AoC - Day 17

:date: 2023-12-17 12:00

This was my waterloo.

First some personal history. When I was in the autonomous boat business, there was someone involved who would vacuously insist that the whole key to getting a boat to drive by itself was "A-star". What was clear to me was that the A-star path finding algorithm requires one to know a great deal about the situation  —  for example, where exactly are the navigable places? All bets are off if they're moving. But before one can even entertain those lofty thoughts, when it comes to field robotics like self-driving boats, one must first have a way to effect the boat. It doesn't matter if A* or some other algorithm has an idea of where you should go if your boat has no agency to go there. A* is commonly used for game pathfinding because if you want a monster to go to a certain point, you update its coordinates and it is there! After a lot of very hard work and finally getting to the stage where we (well, me personally single-handedly) had created a navigation system that could put the boat where it was told to go... The project was canceled.
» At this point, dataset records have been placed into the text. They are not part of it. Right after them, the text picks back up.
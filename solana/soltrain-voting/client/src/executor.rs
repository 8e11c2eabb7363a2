use std::collections::BTreeMap;
use std::sync::Arc;

use solana_sdk::commitment_config::CommitmentConfig;
use solana_sdk::instruction::Instruction;
use solana_sdk::pubkey::Pubkey;
use solana_sdk::signature::Signature;
use solana_sdk::transaction::Transaction;
use tracing::{debug, info};

use crate::error::{Result, VotingClientError};
use crate::event::{parse_logs, TransactionEvents};
use crate::retry::{retry_until_some, RetryPolicy};
use crate::rpc::{ChainRpc, SendOptions, TransactionReceipt};
use crate::wallet::WalletSigner;

/// Commitment used to read a receipt back. Nodes serve `getTransaction` from
/// `confirmed` upwards only.
pub fn receipt_commitment(commitment: CommitmentConfig) -> CommitmentConfig {
    if commitment.is_at_least_confirmed() {
        commitment
    } else {
        CommitmentConfig::confirmed()
    }
}

/// Addresses derived for a transaction, keyed by the account's role
/// (`sessionAccount`, `voterAccount`, ...).
#[derive(Debug, Clone, Default, PartialEq, Eq)]
pub struct DerivedAccounts(BTreeMap<&'static str, Pubkey>);

impl DerivedAccounts {
    pub fn new() -> Self {
        Self::default()
    }

    pub fn with(mut self, role: &'static str, address: Pubkey) -> Self {
        self.0.insert(role, address);
        self
    }

    pub fn get(&self, role: &str) -> Option<Pubkey> {
        self.0.get(role).copied()
    }

    pub fn iter(&self) -> impl Iterator<Item = (&'static str, Pubkey)> + '_ {
        self.0.iter().map(|(role, address)| (*role, *address))
    }
}

#[derive(Debug, Clone)]
pub struct TransactionResult {
    pub signature: Signature,
    pub accounts: DerivedAccounts,
    pub events: TransactionEvents,
}

/// Signs and submits transactions to the voting program, then reads their events back.
pub struct TransactionExecutor {
    rpc: Arc<dyn ChainRpc>,
    program_id: Pubkey,
    options: SendOptions,
    event_retry: RetryPolicy,
}

impl TransactionExecutor {
    pub fn new(
        rpc: Arc<dyn ChainRpc>,
        program_id: Pubkey,
        options: SendOptions,
        event_retry: RetryPolicy,
    ) -> Self {
        Self {
            rpc,
            program_id,
            options,
            event_retry,
        }
    }

    pub fn options(&self) -> &SendOptions {
        &self.options
    }

    /// Submits `instructions` as one transaction paid and signed by `wallet`.
    ///
    /// The transaction is sent exactly once. Only the event read-back is retried, and
    /// running out of attempts there yields
    /// [`VotingClientError::EventResolutionTimeout`]: the transaction itself landed.
    pub async fn execute(
        &self,
        wallet: &dyn WalletSigner,
        instructions: &[Instruction],
        accounts: DerivedAccounts,
    ) -> Result<TransactionResult> {
        let payer = wallet.pubkey();

        debug!(%payer, "Fetching latest blockhash");
        let blockhash = self.rpc.latest_blockhash().await?;

        let mut transaction = Transaction::new_with_payer(instructions, Some(&payer));
        transaction.message.recent_blockhash = blockhash;

        debug!(%payer, %blockhash, "Requesting signature");
        let signed = wallet.sign_transaction(transaction).await?;
        if !signed.is_signed() {
            return Err(VotingClientError::SigningRejected(
                "wallet returned an unsigned transaction".to_string(),
            ));
        }

        let signature = self.rpc.send_transaction(&signed, &self.options).await?;
        info!(%signature, skip_preflight = self.options.skip_preflight, "Transaction submitted");

        let events = self.resolve_events(&signature).await?;
        Ok(TransactionResult {
            signature,
            accounts,
            events,
        })
    }

    /// Polls for the transaction's receipt and decodes the program's events from it.
    pub async fn resolve_events(&self, signature: &Signature) -> Result<TransactionEvents> {
        let commitment = receipt_commitment(self.options.commitment);
        let receipt: TransactionReceipt =
            retry_until_some(self.event_retry, |attempt| async move {
                debug!(%signature, attempt, "Fetching transaction receipt");
                self.rpc.transaction_receipt(signature, commitment).await
            })
            .await
            .map_err(|exhausted| VotingClientError::EventResolutionTimeout {
                signature: *signature,
                attempts: exhausted.attempts,
            })?;

        if let Some(failure) = &receipt.failure {
            return Err(VotingClientError::from_transaction_error(failure));
        }

        let events = parse_logs(&self.program_id, &receipt.logs)?;
        debug!(%signature, count = events.len(), "Resolved transaction events");
        Ok(TransactionEvents::new(events))
    }
}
I never forgot about A* and have always wanted to see it do something useful outside of video game NPC pathfinding. When I saw the challenge for day 17, I recognized it as a perfect application of the A* algorithm in a neat and tidy situation. Or at least that's what I thought. Since I'm interested in having a high performance implementation of this algorithm, I made the fateful decision to give it a go in C.

I already had the grid loading ready. The tricky thing was managing open and closed node lists. I made a simple linked list structure for that. But then you need to implement a way to search through the lists and extract some arbitrary node which involves juggling pointers and special cases for the ends. Ok, fine. Did all that. Then I spent a good many hours on some bug where something wasn't handling the lists quite right. Eventually though, I had all the infrastructure in place. I was basically on the starting line where I'd have been had I just used Python.

But now days had gone by since I started and since I'd read the puzzle description carefully. I spent most of my energy trying to get an A* algorithm correctly implemented and I feel that, after much effort, I pretty much did that. I then looked at the puzzle description again and saw the limitation of no more than 3 moves in one direction. Ouch. That is quite the complication it turns out. Trying to retrofit this back into my code was extremely ugly. I also took some measures to prevent moving to nodes that the agent just came from (also noted from reading the instructions carefully), however in hindsight I realize that A* should never have this problem. However with my hindsight in hindsight, I suppose the agent could juke over and then back just to avoid the 3 move rule. So... very, very ugly.

What was very disappointing was that my solution found the target, but it failed to follow the rules, and it failed to minimize the cost function. Here's a look at the correct solution which solves it in 102.

2++34++++1323
32++++35+5623
32552456+++54
3446585845+52
4546657867++6
14385987984+4
44578769877+6
36378779796++
465496798688+
456467998645+
12246868655++
25465488877+5
43226746555++

And here is my solution which clocks in at 127 (higher is worse). Note that it has streaks longer than 3 despite checks for this very thing.

24++++++11323
+++5453++5623
32552456+4254
34465858++452
454665786+++6
14385987984++
445787698776+
36378779796++
46549679868+7
456467998+++3
122468686+++3
25465488877+5
43226746555+3

I could debug the 3 streak thing but at this point I'd sunk so much time into this that any more would go far beyond ridiculous. I'll have to settle for a kind of A* algorithm sort of working. Here is an image of what my code does to the full data set (in 42 seconds on my laptop).

17-full.png

Is that for sure the best path? Well, it's not terrible. Just for a sanity check here's one where I contrived to make some zones worse (9) than others (1).

9+++++++11111
9999995+11111
9999995++1111
9999995++1111
9999995+11111
11111+++11111
11111+5999999
1111++5999999
1111+15999999
1111++++++111
999999511+111
999999511++11
9999995111++1
Final cost: 31

And it seems to do pretty much the right thing from an A* perspective. Why my checks for continuous runs aren't effective, I don't know but since it deeply disturbs the A* algorithm (without some serious redesign) I just called it a loss for the puzzle. Perhaps still a win for getting some practice with A* algorithms in C.